─── DATA LISTING ───

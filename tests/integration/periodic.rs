//! Periodic work integration tests.
//!
//! Tests that verify periodic jobs repeat on their interval, survive failed
//! periods and can be driven with the test driver.

use deferq::testing::{EchoWorker, FailingWorker, TestHarness};
use deferq::{Event, FailureCause, JobRequest, JobState};
use std::time::Duration;

use crate::common::RecordingHandler;

const HOUR: Duration = Duration::from_secs(3600);

fn hourly(job_type: &str) -> JobRequest {
    JobRequest::builder(job_type).periodic(HOUR).build().unwrap()
}

#[tokio::test]
async fn test_periodic_job_repeats_each_interval() {
    let recorder = RecordingHandler::new();
    let bus = recorder.bus().await;
    let h = TestHarness::new()
        .with_worker("refresh", EchoWorker)
        .start_with(|s| s.with_event_bus(bus));

    let id = h.store.submit(hourly("refresh")).await.unwrap();

    let record = h.wait_for(&id, |r| r.period_count == 1, "first period").await;
    assert_eq!(record.state, JobState::Enqueued);
    assert_eq!(record.run_attempt_count, 0);
    let started = record.last_started_at.unwrap();
    assert_eq!(record.next_run_at, started + chrono::Duration::hours(1));

    // The next period is not due yet.
    tokio::time::sleep(Duration::from_millis(100)).await;
    let record = h.store.get(&id).await.unwrap().unwrap();
    assert_eq!(record.period_count, 1);

    h.driver.advance(HOUR);
    let record = h.wait_for(&id, |r| r.period_count == 2, "second period").await;
    assert!(!record.is_finished());

    h.shutdown().await.unwrap();

    let periods = recorder
        .count(|e| matches!(e, Event::PeriodCompleted { success: true, .. }))
        .await;
    assert_eq!(periods, 2);
    let succeeded = recorder
        .count(|e| matches!(e, Event::JobSucceeded { .. }))
        .await;
    assert_eq!(succeeded, 0);
}

#[tokio::test]
async fn test_failed_period_schedules_the_next_one() {
    let recorder = RecordingHandler::new();
    let bus = recorder.bus().await;
    let h = TestHarness::new()
        .with_worker("refresh", FailingWorker::new(1))
        .start_with(|s| s.with_event_bus(bus));

    let id = h.store.submit(hourly("refresh")).await.unwrap();

    let record = h.wait_for(&id, |r| r.period_count == 1, "first period").await;
    assert_eq!(record.state, JobState::Enqueued);
    assert_eq!(
        record.failure,
        Some(FailureCause::Worker("injected failure".to_string()))
    );

    h.driver.advance(HOUR);
    let record = h.wait_for(&id, |r| r.period_count == 2, "second period").await;
    assert_eq!(record.failure, None);

    h.shutdown().await.unwrap();

    let failed_periods = recorder
        .count(|e| matches!(e, Event::PeriodCompleted { success: false, .. }))
        .await;
    assert_eq!(failed_periods, 1);
}

#[tokio::test]
async fn test_period_delay_can_be_forced() {
    let h = TestHarness::new().with_worker("refresh", EchoWorker).start();

    let id = h.store.submit(hourly("refresh")).await.unwrap();
    h.wait_for(&id, |r| r.period_count == 1, "first period").await;

    h.driver.set_period_delay_met(&id).await.unwrap();
    h.wait_for(&id, |r| r.period_count == 2, "forced period").await;

    h.shutdown().await.unwrap();
}

#[tokio::test]
async fn test_period_delay_rejects_one_shot_work() {
    let h = TestHarness::new().with_worker("refresh", EchoWorker).start();

    let id = h
        .store
        .submit(JobRequest::builder("refresh").build().unwrap())
        .await
        .unwrap();

    assert!(h.driver.set_period_delay_met(&id).await.is_err());

    h.shutdown().await.unwrap();
}

#[tokio::test]
async fn test_flex_window_delays_the_first_run() {
    let h = TestHarness::new().with_worker("refresh", EchoWorker).start();

    let id = h
        .store
        .submit(
            JobRequest::builder("refresh")
                .periodic_with_flex(HOUR, Duration::from_secs(900))
                .build()
                .unwrap(),
        )
        .await
        .unwrap();

    tokio::time::sleep(Duration::from_millis(100)).await;
    let record = h.store.get(&id).await.unwrap().unwrap();
    assert_eq!(record.period_count, 0);
    assert_eq!(record.state, JobState::Enqueued);

    h.driver.advance(Duration::from_secs(2700));
    h.wait_for(&id, |r| r.period_count == 1, "first period").await;

    h.shutdown().await.unwrap();
}
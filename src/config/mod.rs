//! Configuration loading and parsing.
//!
//! This module provides YAML-based configuration for the scheduler and for
//! job requests.

mod builder;
mod error;
mod yaml;

pub use builder::{LoadedRequest, RequestConfigBuilder, load_requests_from_directory};
pub use error::ConfigError;
pub use yaml::{
    BackoffConfig, ConstraintConfig, ExpeditedConfig, PeriodicConfig, RequestConfig,
    SchedulerConfig, StorageConfig, UniqueConfig, YamlLoader,
};
impl Scheduler {
    /// Run one dispatch cycle. Returns the events to emit once the store is released.
    pub(super) async fn dispatch_cycle(
        &self,
        rt: &mut Runtime,
        paused: bool,
    ) -> Result<Vec<Event>, SchedulerError> {
        let mut events = Vec::new();
        let mut txn = self.store.lock().await;
        let signals = self.signals.current();

        // Executions whose record was cancelled or replaced.
        for (job_id, execution) in rt.running.iter_mut() {
            if execution.stop_requested_at.is_some() {
                continue;
            }
            let reason = match txn.get(job_id).await {
                Ok(record) if record.is_running(execution.execution) => continue,
                Ok(record) if record.stop_reason != StopReason::NotStopped => record.stop_reason,
                Ok(_) | Err(StoreError::NotFound(_)) => StopReason::CancelledByCaller,
                Err(e) => return Err(e.into()),
            };
            execution.request_stop(reason);
            tracing::info!(job_id = %job_id, reason = %reason, "Stopping execution");
            events.push(Event::job_stopped(
                *job_id,
                execution.job_type.clone(),
                reason,
            ));
        }

        // Running records whose constraints stopped holding.
        for mut record in txn.list_by_state(JobState::Running).await? {
            if txn.constraints_forced(&record.id) {
                continue;
            }
            let Some(reason) = record.request.constraints().unmet(&signals) else {
                continue;
            };
            let Some(execution) = rt.running.get_mut(&record.id) else {
                continue;
            };
            if record.execution_id != Some(execution.execution) {
                continue;
            }
            record.mark_blocked(reason);
            txn.save(&mut record).await?;
            execution.request_stop(reason);
            tracing::info!(job_id = %record.id, reason = %reason, "Constraint lost, blocking job");
            events.push(Event::job_stopped(record.id, record.job_type(), reason));
        }

        // Blocked records that may continue.
        for mut record in txn.list_by_state(JobState::Blocked).await? {
            match prerequisites_state(&txn, &record).await? {
                Prerequisites::Pending => continue,
                Prerequisites::Failed => {
                    txn.cancel(&record.id, StopReason::NotStopped).await?;
                    continue;
                }
                Prerequisites::Succeeded => {}
            }
            if record.stop_reason.is_constraint()
                && !txn.constraints_forced(&record.id)
                && !record.request.constraints().is_satisfied(&signals)
            {
                continue;
            }
            let next = record.next_run_at;
            record.mark_enqueued(next);
            txn.save(&mut record).await?;
            tracing::debug!(job_id = %record.id, "Job unblocked");
        }

        if paused {
            return Ok(events);
        }

        let now = txn.now();
        let mut candidates = Vec::new();
        for record in txn.list_by_state(JobState::Enqueued).await? {
            if record.next_run_at > now && !txn.delay_forced(&record.id) {
                continue;
            }
            if !txn.constraints_forced(&record.id)
                && !record.request.constraints().is_satisfied(&signals)
            {
                continue;
            }
            if rt.running.contains_key(&record.id) || rt.detached.contains_key(&record.id) {
                // Previous execution has not returned yet.
                continue;
            }
            if prerequisites_state(&txn, &record).await? != Prerequisites::Succeeded {
                continue;
            }
            candidates.push(record);
        }
        if candidates.is_empty() {
            return Ok(events);
        }

        let plan = plan_dispatch(candidates, rt.quota.remaining(now));

        for mut record in plan.dropped {
            tracing::warn!(job_id = %record.id, job_type = %record.job_type(), "Expedited quota exhausted, dropping job");
            record.stop_reason = StopReason::Quota;
            finish_with_failure(&mut txn, &mut record, FailureCause::QuotaExceeded, now, &mut events)
                .await?;
        }

        for PlannedRun {
            mut record,
            expedited,
        } in plan.run
        {
            if rt.slots.available_permits() == 0 {
                tracing::debug!("No free worker slots, deferring remaining jobs");
                break;
            }

            let Some(kind) = self.registry.resolve(record.job_type()) else {
                let job_type = record.job_type().to_string();
                finish_with_failure(
                    &mut txn,
                    &mut record,
                    FailureCause::UnknownJobType(job_type),
                    now,
                    &mut events,
                )
                .await?;
                continue;
            };

            let input = match merged_input(&txn, &record).await? {
                Ok(input) => input,
                Err(detail) => {
                    finish_with_failure(
                        &mut txn,
                        &mut record,
                        FailureCause::MergeConflict(detail),
                        now,
                        &mut events,
                    )
                    .await?;
                    continue;
                }
            };

            let Ok(permit) = rt.slots.clone().try_acquire_owned() else {
                break;
            };

            let execution = ExecutionId::new();
            record.mark_running(execution, now);
            txn.save(&mut record).await?;
            txn.clear_forced_delay(&record.id);

            if expedited {
                rt.quota.record(now);
                if let Some(notifier) = &self.notifier {
                    notifier.expedited_started(&record.id, record.job_type());
                }
            }

            tracing::info!(
                job_id = %record.id,
                job_type = %record.job_type(),
                attempt = record.run_attempt_count,
                expedited,
                "Starting job"
            );
            events.push(Event::job_started(
                record.id,
                record.job_type(),
                record.run_attempt_count,
            ));
            self.spawn_execution(rt, &record, kind, input, execution, permit);
        }

        Ok(events)
    }

    fn spawn_execution(
        &self,
        rt: &mut Runtime,
        record: &JobRecord,
        kind: WorkerKind,
        input: Data,
        execution: ExecutionId,
        permit: tokio::sync::OwnedSemaphorePermit,
    ) {
        let job_id = record.id;
        let blocking = matches!(kind, WorkerKind::Blocking(_));
        let stop = StopSignal::new();
        let progress_tx = rt.messages.clone();
        let ctx = WorkContext::new(job_id, record.job_type(), input)
            .with_tags(record.request.tags().clone())
            .with_run_attempt_count(record.run_attempt_count)
            .with_generation(record.generation)
            .with_progress(ProgressSink::from_fn(move |data| {
                let _ = progress_tx.send(ExecutionMessage::Progress {
                    job_id,
                    execution,
                    data,
                });
            }))
            .with_stop_signal(stop.clone());

        let span = tracing::info_span!(
            "job_execution",
            job_id = %job_id,
            job_type = %record.job_type()
        );
        let messages = rt.messages.clone();
        let remote_timeout = self.remote_timeout;

        let handle = tokio::spawn(
            async move {
                let outcome = runner::execute(kind, ctx, remote_timeout).await;
                let _ = messages.send(ExecutionMessage::Finished {
                    job_id,
                    execution,
                    outcome,
                });
            }
            .instrument(span),
        );

        rt.running.insert(
            job_id,
            RunningExecution {
                execution,
                job_type: record.job_type().to_string(),
                stop,
                handle,
                started: tokio::time::Instant::now(),
                stop_requested_at: None,
                blocking,
                _permit: permit,
            },
        );
    }

    /// Apply a progress or completion report from an execution.
    pub(super) async fn handle_message(
        &self,
        rt: &mut Runtime,
        message: ExecutionMessage,
    ) -> Result<Vec<Event>, SchedulerError> {
        match message {
            ExecutionMessage::Progress {
                job_id,
                execution,
                data,
            } => {
                if let Err(e) = data.ensure_within_limit() {
                    tracing::warn!(job_id = %job_id, error = %e, "Dropping oversized progress");
                    return Ok(Vec::new());
                }
                let mut txn = self.store.lock().await;
                let mut record = match txn.get(&job_id).await {
                    Ok(record) => record,
                    Err(StoreError::NotFound(_)) => return Ok(Vec::new()),
                    Err(e) => return Err(e.into()),
                };
                if record.is_running(execution) {
                    record.progress = data;
                    txn.save(&mut record).await?;
                }
                Ok(Vec::new())
            }
            ExecutionMessage::Finished {
                job_id,
                execution,
                outcome,
            } => {
                if rt.detached.get(&job_id) == Some(&execution) {
                    rt.detached.remove(&job_id);
                    tracing::debug!(job_id = %job_id, "Reclaimed execution returned");
                    self.store.wake();
                    return Ok(Vec::new());
                }
                let tracked = match rt.running.get(&job_id) {
                    Some(running) if running.execution == execution => rt.running.remove(&job_id),
                    _ => None,
                };
                let elapsed = tracked
                    .as_ref()
                    .map_or(Duration::ZERO, |running| running.started.elapsed());
                let stop_reason = tracked
                    .as_ref()
                    .map_or(StopReason::NotStopped, |running| running.stop.reason());

                let mut txn = self.store.lock().await;
                let mut record = match txn.get(&job_id).await {
                    Ok(record) => record,
                    Err(StoreError::NotFound(_)) => return Ok(Vec::new()),
                    Err(e) => return Err(e.into()),
                };
                if !record.is_running(execution) {
                    tracing::debug!(job_id = %job_id, "Ignoring result of a superseded execution");
                    return Ok(Vec::new());
                }

                txn.clear_forced_constraints(&job_id);
                let mut events = Vec::new();
                self.complete(&mut txn, &mut record, outcome, stop_reason, elapsed, &mut events)
                    .await?;
                Ok(events)
            }
        }
    }

    async fn complete(
        &self,
        txn: &mut Txn<'_>,
        record: &mut JobRecord,
        outcome: ExecutionOutcome,
        stop_reason: StopReason,
        elapsed: Duration,
        events: &mut Vec<Event>,
    ) -> Result<(), SchedulerError> {
        let now = txn.now();

        if stop_reason == StopReason::Timeout {
            record.stop_reason = StopReason::Timeout;
            return finish_with_failure(txn, record, FailureCause::Timeout, now, events).await;
        }

        match outcome {
            ExecutionOutcome::Stopped => {
                let next = record.next_run_at;
                record.mark_enqueued(next);
                record.stop_reason = stop_reason;
                txn.save(record).await?;
                Ok(())
            }
            ExecutionOutcome::Completed(WorkResult::Success(output)) => {
                if output.ensure_within_limit().is_err() {
                    return finish_with_failure(txn, record, FailureCause::OutputTooLarge, now, events)
                        .await;
                }
                if record.is_periodic() {
                    record.output = output;
                    record.start_next_period(now);
                    txn.save(record).await?;
                    tracing::info!(job_id = %record.id, period = record.period_count, next_run_at = %record.next_run_at, "Period completed");
                    events.push(Event::period_completed(
                        record.id,
                        record.job_type(),
                        record.period_count,
                        true,
                    ));
                } else {
                    record.mark_succeeded(output, now);
                    txn.save(record).await?;
                    tracing::info!(job_id = %record.id, job_type = %record.job_type(), duration = ?elapsed, "Job succeeded");
                    events.push(Event::job_succeeded(record.id, record.job_type(), elapsed));
                }
                Ok(())
            }
            ExecutionOutcome::Completed(WorkResult::Failure(reason)) => {
                finish_with_failure(txn, record, FailureCause::Worker(reason), now, events).await
            }
            ExecutionOutcome::Completed(WorkResult::Retry) => {
                let attempts = record.run_attempt_count;
                let max_retries = record.request.max_retries().unwrap_or(self.max_retries);
                if attempts > max_retries {
                    return finish_with_failure(
                        txn,
                        record,
                        FailureCause::RetriesExhausted { attempts },
                        now,
                        events,
                    )
                    .await;
                }

                let delay = record.request.backoff().delay_for(attempts, self.max_backoff);
                record.mark_enqueued(clock::add(now, delay));
                txn.save(record).await?;
                tracing::info!(job_id = %record.id, attempt = attempts, delay = ?delay, "Job will be retried");
                events.push(Event::job_retrying(
                    record.id,
                    record.job_type(),
                    attempts,
                    delay,
                ));
                Ok(())
            }
            ExecutionOutcome::Panicked(detail) => {
                finish_with_failure(txn, record, FailureCause::Panicked(detail), now, events).await
            }
            ExecutionOutcome::Lost(detail) => {
                finish_with_failure(
                    txn,
                    record,
                    FailureCause::RemoteExecutionLost(detail),
                    now,
                    events,
                )
                .await
            }
        }
    }
}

───

▶ THE TASK
Give the number of lines in the listing that contain the string "filename". Write nothing else.

▶ RESPONSE TO THE EXERCISE
2